A restauração de uma monarquia merovíngia descendente de Jesus, a conversão do imperador Constantino, os Cavaleiros Templários e o misterioso Priorado de Sião são tópicos que normalmente seriam reservados a discussões acadêmicas.
Nas duas últimas semanas, porém, esses e outros temas misteriosos da história ou do folclore da antiguidade e Idade Média ganharam atualidade num julgamento fascinante envolvendo direitos autorais que, nesta segunda-feira, ingressou em sua terceira e possivelmente última semana.
O milionário escritor Dan Brown, cujo livro "O Código Da Vinci" um dos romances mais lidos de todos os tempos, tendo vendido cerca de 40 milhões de exemplares, é acusado de plágio de uma obra de contexto histórico escrita em 1982.
Os historiadores Michael Baigent e Richard Leigh estão processando a editora britânica de Dan Brown por violação de direitos autorais, embora seja a mesma editora, Random House, que publica o livro deles, "The Holy Blood, and the Holy Grail" ("O Santo Graal e a Linhagem Sagrada", publicado no Brasil pela ed. Nova Fronteira).
O sucesso fenomenal da obra de Brown levou as vendas de "The Holy Blood" a aumentar nos últimos anos, e o próprio julgamento as multiplicou por sete na Grã-Bretanha.
Dezenas de jornalistas de todo o mundo vêm acompanhando cada virada do processo e brincam, dizendo farejar uma teoria conspiratória digna do próprio "Código Da Vinci".
Como ambos os livros provavelmente vão se beneficiar da publicidade, poderia a própria Random House estar por trás do processo? A editora nega.
"Como editora tanto de 'O Código Da Vinci' quanto de 'The Holy Blood and the Holy Grail', lamentamos o fato de dois dos três autores de 'The Holy Blood' terem optado por abrir este processo litigioso contra nós", afirmou a editora em comunicado.
Seriam necessárias muitas vendas de livros para cobrir as custas do processo, que especialistas estimam em mais de 1 milhão de libras (US$ 1,75 milhão).
Os personagens principais da polêmica revelam alguns contrastes curiosos.

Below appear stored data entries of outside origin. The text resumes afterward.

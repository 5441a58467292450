//! Replays queued actions when connectivity returns.
//!
//! The coordinator is a two-state machine (`Idle` → `Syncing` → `Idle`)
//! guarded by a busy flag. A cycle snapshots the current candidates once and
//! gives each exactly one attempt, in FIFO order, with no backoff. A cycle
//! that has started runs to completion even if the network drops again.
//!
//! The busy flag only covers this instance. Two sessions sharing one store
//! can both replay the same action; replays carry the action id as an
//! `Idempotency-Key` so a server that honours it can drop the duplicate.

use crate::action_queue::{ActionQueue, ActionState, QueuedAction};
use crate::error::EngineResult;
use crate::network::NetworkObserver;
use crate::transport::Transport;
use std::sync::atomic::{AtomicBool, Ordering};
use std::sync::{Arc, Mutex};
use tokio::sync::broadcast;
use tokio::task::JoinHandle;
use tracing::{debug, error, info, warn};
use uuid::Uuid;

/// Outcome of one action within a cycle.
#[derive(Clone, Debug, PartialEq, Eq)]
pub struct ActionOutcome {
    pub id: Uuid,
    pub state: ActionState,
}

/// Summary of one sync cycle.
#[derive(Clone, Debug, Default, PartialEq, Eq)]
pub struct SyncReport {
    pub attempted: usize,
    pub succeeded: usize,
    pub failed: usize,
    pub dead_lettered: usize,
    pub actions: Vec<ActionOutcome>,
}

/// Result of a trigger.
#[derive(Clone, Debug, PartialEq, Eq)]
pub enum SyncOutcome {
    Completed(SyncReport),
    /// Another cycle was already running on this instance.
    AlreadyRunning,
}

/// Events emitted while syncing.
#[derive(Clone, Debug, PartialEq, Eq)]
pub enum SyncEvent {
    CycleStarted { candidates: usize },
    ActionSyncing { id: Uuid },
    ActionReplayed { id: Uuid },
    ActionFailed { id: Uuid, retry_count: u32, error: String },
    ActionDeadLettered { id: Uuid },
    CycleCompleted { report: SyncReport },
}

/// Resets the busy flag and the in-flight marker when a cycle ends, however
/// it ends.
struct BusyGuard<'a>(&'a SyncCoordinator);

impl Drop for BusyGuard<'_> {
    fn drop(&mut self) {
        self.0.set_in_flight(None);
        self.0.busy.store(false, Ordering::Release);
    }
}

pub struct SyncCoordinator {
    queue: ActionQueue,
    transport: Arc<dyn Transport>,
    busy: AtomicBool,
    in_flight: Mutex<Option<Uuid>>,
    events: broadcast::Sender<SyncEvent>,
}

impl SyncCoordinator {
    pub fn new(queue: ActionQueue, transport: Arc<dyn Transport>) -> Self {
        let (events, _) = broadcast::channel(256);
        Self {
            queue,
            transport,
            busy: AtomicBool::new(false),
            in_flight: Mutex::new(None),
            events,
        }
    }

    pub fn is_syncing(&self) -> bool {
        self.busy.load(Ordering::Acquire)
    }

    /// Current state of a queued action: `Syncing` while its replay is on
    /// the wire, otherwise derived from its retry count. `None` once the
    /// action has left the queue.
    pub fn action_state(&self, id: Uuid) -> EngineResult<Option<ActionState>> {
        if self.in_flight() == Some(id) {
            return Ok(Some(ActionState::Syncing));
        }
        Ok(self
            .queue
            .get(id)?
            .map(|action| action.state(self.queue.max_retries())))
    }

    fn in_flight(&self) -> Option<Uuid> {
        *self.in_flight.lock().unwrap_or_else(|e| e.into_inner())
    }

    fn set_in_flight(&self, id: Option<Uuid>) {
        *self.in_flight.lock().unwrap_or_else(|e| e.into_inner()) = id;
    }

    pub fn subscribe(&self) -> broadcast::Receiver<SyncEvent> {
        self.events.subscribe()
    }

    pub fn queue(&self) -> &ActionQueue {
        &self.queue
    }

    fn emit(&self, event: SyncEvent) {
        // No subscribers is fine.
        let _ = self.events.send(event);
    }

    /// Runs one sync cycle unless one is already in flight.
    pub async fn trigger(&self) -> EngineResult<SyncOutcome> {
        if self
            .busy
            .compare_exchange(false, true, Ordering::AcqRel, Ordering::Acquire)
            .is_err()
        {
            debug!("sync already running, ignoring trigger");
            return Ok(SyncOutcome::AlreadyRunning);
        }
        let _guard = BusyGuard(self);

        let report = self.run_cycle().await?;
        Ok(SyncOutcome::Completed(report))
    }

    async fn run_cycle(&self) -> EngineResult<SyncReport> {
        let candidates = self.queue.candidates()?;
        let mut report = SyncReport::default();
        if candidates.is_empty() {
            debug!("sync cycle: nothing to replay");
            return Ok(report);
        }

        info!("sync cycle started with {} candidates", candidates.len());
        self.emit(SyncEvent::CycleStarted {
            candidates: candidates.len(),
        });

        for action in candidates {
            report.attempted += 1;
            let state = self.replay(&action).await;
            match state {
                ActionState::Done => report.succeeded += 1,
                ActionState::DeadLettered => {
                    report.failed += 1;
                    report.dead_lettered += 1;
                }
                _ => report.failed += 1,
            }
            report.actions.push(ActionOutcome { id: action.id, state });
        }

        info!(
            "sync cycle finished: {} replayed, {} failed, {} dead-lettered",
            report.succeeded, report.failed, report.dead_lettered
        );
        self.emit(SyncEvent::CycleCompleted {
            report: report.clone(),
        });
        Ok(report)
    }

    /// One network attempt for one action. Storage errors while recording the
    /// result are logged; they do not stop the cycle.
    async fn replay(&self, action: &QueuedAction) -> ActionState {
        debug!("replaying action {} ({} {})", action.id, action.method, action.url);
        self.set_in_flight(Some(action.id));
        self.emit(SyncEvent::ActionSyncing { id: action.id });

        let failure = match self.transport.send(&action.to_request()).await {
            Ok(resp) if resp.success => None,
            Ok(resp) => Some(
                resp.error
                    .or(resp.message)
                    .unwrap_or_else(|| "server reported failure".to_string()),
            ),
            Err(e) => Some(e.to_string()),
        };
        self.set_in_flight(None);

        let Some(reason) = failure else {
            if let Err(e) = self.queue.remove(action.id) {
                error!("replayed action {} but could not remove it: {e}", action.id);
            }
            self.emit(SyncEvent::ActionReplayed { id: action.id });
            return ActionState::Done;
        };

        match self.queue.bump_retry(action.id) {
            Ok(Some(retry_count)) if retry_count >= self.queue.max_retries() => {
                self.emit(SyncEvent::ActionFailed {
                    id: action.id,
                    retry_count,
                    error: reason,
                });
                self.emit(SyncEvent::ActionDeadLettered { id: action.id });
                ActionState::DeadLettered
            }
            Ok(Some(retry_count)) => {
                debug!("action {} failed (attempt {retry_count}): {reason}", action.id);
                self.emit(SyncEvent::ActionFailed {
                    id: action.id,
                    retry_count,
                    error: reason,
                });
                ActionState::Failed { retry_count }
            }
            Ok(None) => {
                // Removed concurrently (another session replayed it).
                debug!("action {} vanished during replay", action.id);
                ActionState::Done
            }
            Err(e) => {
                error!("could not record failed replay of {}: {e}", action.id);
                ActionState::Failed {
                    retry_count: action.retry_count,
                }
            }
        }
    }

    /// Spawns a task that triggers a cycle on every offline → online edge.
    pub fn watch_network(self: &Arc<Self>, network: &NetworkObserver) -> JoinHandle<()> {
        let mut subscription = network.subscribe();
        let coordinator = Arc::clone(self);
        tokio::spawn(async move {
            let mut was_online = subscription.current().is_online;
            while let Some(status) = subscription.changed().await {
                if status.is_online && !was_online {
                    info!("back online, starting sync");
                    if let Err(e) = coordinator.trigger().await {
                        warn!("sync after reconnect failed: {e}");
                    }
                }
                was_online = status.is_online;
            }
            debug!("network observer dropped, stopping sync listener");
        })
    }
}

Durante mais de três dias da semana passada, Michael Baigent, que fala em tom polido, usa terno e tem ar de professor universitário, foi interrogado de maneira implacável pelo advogado da Random House, John Baldwin, sobre até que ponto "The Holy Blood" e "O Código Da Vinci" de fato se sobrepoem.
Em vários momentos ele foi obrigado a retroceder em relação a afirmações específicas feitas por ele e Leigh e a abrandar o tom de seu depoimento, que se estendeu por 146 páginas.

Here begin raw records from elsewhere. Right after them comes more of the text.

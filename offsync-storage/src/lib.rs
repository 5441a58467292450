//! Encrypted local storage for Offsync.
//!
//! A single SQLite table holds four namespaces (`userData`, `adminData`,
//! `actionQueue`, `cache`). Every value is sealed with the session key before
//! it is written, and each namespace carries its own expiry policy.
//!
//! # Recovery policy
//!
//! A record that fails to decrypt (wrong key, tampering, truncation) reads as
//! absent instead of failing the caller. One bad row never takes the rest of
//! the store down with it.

mod clock;
mod config;
mod error;
mod namespace;
mod secure_store;

pub use clock::{Clock, ManualClock, SystemClock};
pub use config::StoreConfig;
pub use error::{StorageError, StorageResult};
pub use namespace::Namespace;
pub use secure_store::{RawRecord, SecureStore, SCHEMA_VERSION};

Na sexta-feira, foi a vez de Leigh depor, e ele imediatamente partiu para o ataque, acusando Dan Brown de roubar suas idéias e Baldwin de agir com descortesia.
Durante sua passagem muito mais breve pelo banco das testemunhas, Leigh foi interrogado sobre a originalidade de sua própria obra, publicada em 1982.
Dan Brown acompanhou a maior parte dos procedimentos na primeira fileira dos bancos reservados ao público, aparentando calma e ocasionalmente conversando com seu advogado ou passando um bilhete para algum integrante da equipe da Random House.
O autor de 41 anos evita estar ao centro das atenções, mas ter que se acostumar a isso nesta segunda-feira, quando será interrogado pelo advogado dos autores da ação, Jonathan Rayner James.
Mas até agora o astro do julgamento tem sido o juiz Peter Smith, que consegue abrir caminho em meio a argumentos legais labirínticos com clareza e brevidade, além de injetar doses de humor nos procedimentos.
Quando ele afaga seu bigode volumoso e faz observações calmas, o tribunal lotado faz silêncio, ansioso por ouvir cada palavra.
Na semana passada, quando Leigh reclamou que Dan Brown deu crédito insuficiente a ele e seus co-autores por suas pesquisas, Smith o lembrou que "The Holy Blood" foi mencionado no romance - um dos personagens tem um nome que um anagrama de "Baigent" e "Leigh".
Leigh respondeu que isso não bastava. Mas, nesse momento, o caso todo parecia estar se resumindo à simples solicitação de um agradecimento.
- Se Dan Brown tivesse reconhecido a contribuição de 'The Holy Blood and the Holy Grail' na abertura de seu livro, duvido que estaríamos aqui - disse Leigh.